The reality is that the American consumer only initially benefits, but over time loses as jobs and production move to those nations. Too many American consumers eventually lose his/her jobs and become impoverished.
There are many ways to keep the value of a currency unnaturally low. Why do we care what is the reason? Let's just measure the result and determine if a nation's currency is unnaturally low. Purchasing power parity is a fair, long term relative value for currencies. Everyone can understand it.
Example: I know prices in New York City. When I have travelled travel to Europe and stayed in major cities such as Rome, London and Amsterdam and Dublin, I see that the value of the Euro or pound is close enough to prices in NYC to know that the euro is roughly fairly value versus the US dollar. Same for the Canadian Dollar. I have not traveled to Beijing, but good friends have. They tell me prices are half of NYC. That's far, far from a range of fair value. And we know China controls the value of its currency.
The professional statisticians can measure purchasing power parity - they have the techniques and resources. The American people need some reasonable defense against predator nations that wants to grab industries from America using currency as a tool.

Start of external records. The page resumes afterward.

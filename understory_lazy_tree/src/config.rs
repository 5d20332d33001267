// Copyright 2025 the Understory Authors
// SPDX-License-Identifier: Apache-2.0 OR MIT

//! Layout constants and interaction settings injected at build time.

use crate::surface::Modifiers;

/// Configuration for a [`LazyTree`](crate::LazyTree).
///
/// Every tree carries its own copy, so independently scaled trees can share
/// a render surface. All lengths are in surface units (typically logical pixels).
#[derive(Clone, Copy, Debug, PartialEq)]
#[cfg_attr(feature = "serde", derive(serde::Serialize, serde::Deserialize))]
#[cfg_attr(feature = "serde", serde(default))]
pub struct TreeConfig {
    /// Minimum width of any subtree; also the width of a node representation.
    pub min_node_width: f64,
    /// Height of a node representation.
    pub node_height: f64,
    /// Horizontal gap between adjacent sibling subtrees.
    pub margin_x: f64,
    /// Vertical gap between a node row and its children row.
    pub margin_y: f64,
    /// Keys that turn a click into a recursive expand or a collapse.
    pub action_modifiers: Modifiers,
}

impl Default for TreeConfig {
    fn default() -> Self {
        Self {
            min_node_width: 120.0,
            node_height: 40.0,
            margin_x: 20.0,
            margin_y: 40.0,
            action_modifiers: Modifiers::CONTROL | Modifiers::META,
        }
    }
}

impl TreeConfig {
    /// Set the minimum node width.
    #[must_use]
    pub fn with_min_node_width(mut self, width: f64) -> Self {
        self.min_node_width = width;
        self
    }

    /// Set the node height.
    #[must_use]
    pub fn with_node_height(mut self, height: f64) -> Self {
        self.node_height = height;
        self
    }

    /// Set horizontal and vertical margins.
    #[must_use]
    pub fn with_margins(mut self, margin_x: f64, margin_y: f64) -> Self {
        self.margin_x = margin_x;
        self.margin_y = margin_y;
        self
    }

    /// Set the modifier keys that count as the action modifier.
    #[must_use]
    pub fn with_action_modifiers(mut self, modifiers: Modifiers) -> Self {
        self.action_modifiers = modifiers;
        self
    }

    /// Vertical distance from a node's origin to its children's origins.
    #[must_use]
    pub fn row_advance(&self) -> f64 {
        self.node_height + self.margin_y
    }
}
#[derive(Clone, Debug)]
pub(crate) struct Node<B, E, C> {
    generation: u32,
    pub(crate) backing: B,
    /// Identity of the parent; only followed to bubble invalidation.
    pub(crate) parent: Option<NodeId>,
    pub(crate) children: Vec<NodeId>,
    /// Children reported by the backing node when this node was built.
    pub(crate) snapshot: Vec<B>,
    pub(crate) expanded: bool,
    /// Cached subtree width; `None` means dirty.
    pub(crate) required_width: Option<f64>,
    pub(crate) representation: Option<E>,
    pub(crate) connectors: Connectors<E>,
    /// Container and origin of the last draw.
    pub(crate) placement: Option<(C, Point)>,
}

impl<B, E: Copy, C> Node<B, E, C> {
    fn new(generation: u32, backing: B, snapshot: Vec<B>, representation: E) -> Self {
        Self {
            generation,
            backing,
            parent: None,
            children: Vec::new(),
            expanded: snapshot.is_empty(),
            snapshot,
            required_width: None,
            representation: Some(representation),
            connectors: Connectors::new(),
            placement: None,
        }
    }

    pub(crate) fn state(&self) -> NodeState {
        if self.snapshot.is_empty() {
            NodeState::Leaf
        } else if self.expanded {
            NodeState::Expanded
        } else {
            NodeState::Collapsed
        }
    }
}

pub(crate) type NodeOf<B, S> = Node<B, <S as Surface>::Element, <S as Surface>::Container>;

/// An expandable tree of visual nodes over a lazily queried node source.
///
/// The tree owns its render surface and one visual node per materialized
/// position. Ownership flows strictly from parent to child: collapsing a
/// node destroys every descendant along with their elements, and the
/// descendants' [`NodeId`]s go stale.
///
/// Structural changes go through [`LazyTree::expand`] and
/// [`LazyTree::collapse`]; [`LazyTree::invalidate`] then walks to the root
/// and performs one full layout and redraw pass there.
///
/// ## Example
///
/// ```rust
/// use understory_lazy_tree::{LazyTree, MemoryNode, NodeState, Scene, TreeConfig};
///
/// let root = MemoryNode::with_children("root", [MemoryNode::new("a"), MemoryNode::new("b")]);
/// let mut scene = Scene::new();
/// let container = scene.create_container();
///
/// let mut tree = LazyTree::build(scene, container, root, TreeConfig::default());
/// assert_eq!(tree.state(tree.root()), Some(NodeState::Collapsed));
///
/// tree.expand(tree.root(), false).unwrap();
/// tree.invalidate(tree.root()).unwrap();
/// assert_eq!(tree.children_of(tree.root()).len(), 2);
///
/// // 2 × 120 plus one 20 wide margin.
/// assert_eq!(tree.required_width(tree.root()), Some(260.0));
/// ```
pub struct LazyTree<B, S>
where
    B: BackingNode,
    S: Surface<Content = B::Content>,
{
    /// slots
    nodes: Vec<Option<NodeOf<B, S>>>,
    /// last generation per slot (persists across frees)
    generations: Vec<u32>,
    free_list: Vec<usize>,
    root: NodeId,
    pub(crate) config: TreeConfig,
    pub(crate) surface: S,
    pub(crate) refresh: RefreshQueue,
    pub(crate) redraw_epoch: u64,
}

impl<B, S> core::fmt::Debug for LazyTree<B, S>
where
    B: BackingNode,
    S: Surface<Content = B::Content>,
{
    fn fmt(&self, f: &mut core::fmt::Formatter<'_>) -> core::fmt::Result {
        f.debug_struct("LazyTree")
            .field("root", &self.root)
            .field("nodes_alive", &self.len())
            .field("free_list", &self.free_list.len())
            .field("redraw_epoch", &self.redraw_epoch)
            .field("pending_refreshes", &self.refresh.len())
            .field("config", &self.config)
            .finish_non_exhaustive()
    }
}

Here is my plan to solve this problem objectively and evenhandedly, as published in my pamphlet in the Jobs section.
"Use objective purchasing power parity tests to identify foreign nations that keep their currency values down in order to grab American business and jobs. For a currency that averages 20% below parity for a year, impose a countervailing tariff on goods and services to adjust the currency to parity. Keep this tariff in place until the currency’s average value is within the 20% bound for a year. Nations that force or keep their currency values low are simply engaging in international predatory pricing that hurts American workers’ jobs and pay levels."
Let's do this this way - China is not singled out, and we should not fear if other nations apply the same principal.
Word of the Day
"Salubrious" - adjective [$10]
Salubrious means favorable to or promoting health or well-being.
Sentence: Some re-balancing of currency values for trade via a tariff bumpers as Bunkerman proposes would be economically salubrious for the common people in America.